Allarme dazi, Moody’s taglia l’outlook sui rating sovrani globali
L’effetto dazi impatta sul debito sovrano. L’agenzia di rating Moody’s ha infatti rivisto da “stabile” a “negativo” l’outlook sui rating sovrani globali a seguito dell’incertezza sulla politica commerciale e della potenziale revisione del commercio globale mentre la forte escalation in Medio Oriente conferma che «i rischi geopolitici continueranno a influenzare le condizioni del credito sovrano, con la possibilità di volatilità e improvvise turbolenze».
Moody’s ha inoltre ridotto anche le stime di crescita nel 2025 «per tutte le regioni»: l’Europa Occidentale, dove sono state tagliate dello 0,3%, emerge come una delle aree «meno vulnerabili alle incertezze sul commercio» mentre vengono dimezzate, dal 2 all’1%, le previsioni sul Pil del Nord America.
Le previsioni
Moody’s ha tagliato dello 0,4%, portandole al 3,5%, le stime di crescita sia dell’area Asia-Pacifico (Apac) che del Medio Oriente e del Nord Africa (Mena), dello 0,2%, portandole al 2,7%, quelle dell’Europa centrale e orientale (Cee) e della Russia e degli altri Paesi del Cis e infine dello 0,3%, abbassandole al 2%, quelle dell’America Latina.
«Sebbene le nostre previsioni per il 2025 presupponessero in precedenza una graduale normalizzazione macroeconomica e una svolta verso riforme a lungo termine, l’incertezza politica distoglierà l’attenzione verso misure di sostegno a breve termine.
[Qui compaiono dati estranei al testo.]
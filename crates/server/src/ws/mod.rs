/// WebSocket 模块
/// 
/// 管理客户端的 WebSocket 连接，并作为客户端名称与就绪握手的权威一端

pub mod client_hub;
pub mod handler;

pub use client_hub::{ClientConnection, ClientContext, ClientHub};
pub use handler::handle_client_websocket;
Ciò – rileva Moody’s – rallenterà il consolidamento fiscale e limiterà gli investimenti a sostegno della produttività» mentre «negoziati commerciali bloccati o prolungati e il rischio di un disaccoppiamento strutturale stanno causando un riallineamento delle catene di approvvigionamento e ridefinendo le relazioni commerciali a lungo termine».
Il confronto con la pandemia
Il rischio di cambiamenti che potrebbero essere epocali è di «un rallentamento più moderato ma più prolungato» di quello provocato dalla pandemia, che era stata seguita invece da una fortissima ripresa. Secondo Moody’s «i Paesi con una più grande esposizione commerciale agli Usa, una diversificazione economica limitata e buffer finanziari domestici limitati sono più vulnerabili».